Saat ini, GeNose C19 juga telah mulai diproduksi secara massal dengan target mencapai 5.000 unit pada Februari 2021. Alat ini juga ditargetkan bisa diproduksi kembali sampai 10.000 unit pada Maret 2021 dan disiapkan untuk diproduksi sampai 40.000 unit. Setiap pemeriksaan menggunakan GeNose diperkirakan butuh biaya Rp 15.000-Rp 25.000 (Kompas, 8/1/2021).
Ketua Tim Pengembang GeNose C19 Kuwat Triyana mengatakan, sistem GeNose C19 yang berbasis AI diharapkan dapat digunakan sebagai penyaringan Covid-19 dengan data yang valid. Setelah deteksi dipastikan kembali menggunakan tes PCR, data tersebut nantinya akan digunakan untuk meningkatkan kemampuan sistem AI yang ada di GeNose C19.
”Terkait dengan data analisis dengan sinyal normal, kami mendapatkan 89 persen sensitivity dan 96 persen specificity. Ini merupakan suatu titik awal yang kami lakukan dan nanti akan terus ditingkatkan atau perbaiki dari aspek parameter ini dengan menggunakan sampel terkonfirmasi valid berstandar PCR,” tuturnya.
Sumber embusan
Ketua Persatuan Ahli Dokter Paru Indonesia Agus Dwi Susanto mengatakan, dalam perkembangan ilmu penyakit paru sepuluh tahun terakhir, deteksi non-invasif dengan embusan napas memang menjadi tren yang semakin maju. Namun, terkait dengan GeNose yang mendeteksi partikel volatile organic compounds atau senyawa organik mudah menguap, ke depan perlu dilihat sumber embusannya.

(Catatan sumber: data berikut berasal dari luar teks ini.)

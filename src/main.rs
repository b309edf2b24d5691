//! Command-line front end: solves the one hardcoded 9-card deck.
//!
//! Run with no arguments for the reference behavior: progress markers on
//! stderr, every solution printed to stdout as it is found, exit status 0
//! whether or not anything was found. Replace `deck()` with your own
//! puzzle's cards to solve a different deck.

use argh::FromArgs;
use scramble_squares::{Card, Edge, Face, Layout, Reporter, Solution, Solver};
use std::fmt;

/************************
 *     Deck             *
 ************************/

/// The images printed on this particular puzzle's cards.
#[derive(Debug, Clone, Copy, PartialEq, Eq)]
enum Image {
    Corn,
    Orange,
    Burr,
    Chalice,
}

impl fmt::Display for Image {
    fn fmt(&self, f: &mut fmt::Formatter) -> fmt::Result {
        match self {
            Image::Corn => write!(f, "corn"),
            Image::Orange => write!(f, "orange"),
            Image::Burr => write!(f, "burr"),
            Image::Chalice => write!(f, "chalice"),
        }
    }
}

/// The nine physical cards. Each line is one card, edges in bottom, right,
/// top, left order.
fn deck() -> Vec<Card<Image>> {
    use Face::{Back, Front};
    use Image::{Burr, Chalice, Corn, Orange};

    let card = |edges: [(Image, Face); 4]| {
        Card::new(edges.map(|(pattern, face)| Edge::new(pattern, face)))
    };

    vec![
        card([(Burr, Front), (Corn, Back), (Chalice, Back), (Corn, Front)]),
        card([(Chalice, Front), (Orange, Back), (Burr, Back), (Orange, Front)]),
        card([(Chalice, Back), (Orange, Back), (Corn, Back), (Burr, Back)]),
        card([(Chalice, Back), (Burr, Back), (Corn, Back), (Orange, Back)]),
        card([(Burr, Back), (Orange, Front), (Chalice, Front), (Corn, Back)]),
        card([(Burr, Back), (Corn, Front), (Chalice, Front), (Orange, Back)]),
        card([(Chalice, Back), (Burr, Front), (Orange, Back), (Corn, Front)]),
        card([(Orange, Front), (Burr, Front), (Corn, Back), (Chalice, Back)]),
        card([(Burr, Back), (Corn, Front), (Chalice, Front), (Orange, Back)]),
    ]
}

/************************
 *     Reporter         *
 ************************/

/// Prints each solution the moment the search finds it.
struct ConsoleReporter {
    count: u64,
}

impl Reporter<Image> for ConsoleReporter {
    fn solution(&mut self, solution: &Solution<Image>) {
        self.count += 1;
        println!("solution {}:", self.count);
        println!("{}", solution);
    }
}

/************************
 *     Main             *
 ************************/

/// Brute-force solver for a 3x3 edge-matching card puzzle.
#[derive(Debug, Clone, FromArgs)]
struct Options {
    /// search arrangements in parallel across all cores
    #[argh(switch, short = 'p')]
    parallel: bool,

    /// arrangements between progress markers (0 disables)
    #[argh(option, default = "1000")]
    progress: u64,

    /// log how long the search took
    #[argh(switch, long = "log-elapsed")]
    log_elapsed: bool,

    /// don't log anything besides the solutions
    #[argh(switch, short = 'q', long = "quiet")]
    quiet: bool,
}

fn main() {
    let options = argh::from_env::<Options>();

    let mut solver = Solver::new(Layout::square3(), deck());
    solver.config().parallel = options.parallel;
    solver.config().progress_interval = if options.quiet { 0 } else { options.progress };
    solver.config().log_elapsed = options.log_elapsed && !options.quiet;
    solver.config().log_stats = !options.quiet;

    let mut reporter = ConsoleReporter { count: 0 };
    let stats = solver.solve_with(&mut reporter);

    // No solutions is an answer too, not a failure.
    if stats.solutions == 0 {
        println!("no solutions");
    }
}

”Sumber ini bisa dari eksternal melalui polusi atau rokok dan pengaruh internal penyakit dasar yang diidap seseorang. Sumber-sumber tersebut tentu akan memengaruhi hasil. Saya lihat dari uji klinisnya memang belum melihat pada pasien dengan komorbid, terutama penyakit paru. Jadi, riset pemasaran ke depan tentu harus lebih luas untuk bisa mengurangi bias dari pasien dengan komorbid,” katanya.
Kepala Lembaga Biologi Molekuler Eijkman Amin Soebandrio menambahkan, penerapan GeNose C19 perlu memastikan tidak ada kontaminasi mengingat Covid-19 memiliki tingkat penularan yang tinggi. Artinya, penularan yang terjadi saat pengujian satu sampel dengan sampel lainnya benar-benar harus bisa dihindari.
Selain itu, terkait dengan pengembangan ke depan, Amin menilai perlunya mempertimbangkan kondisi cuaca dan iklim di Indonesia yang merupakan negara tropis. Oleh karena itu, perlu dipastikan apakah kelembaban suhu yang terlalu tinggi atau rendah dapat memengaruhi stabilitas GeNose C19 dalam mendeteksi Covid-19.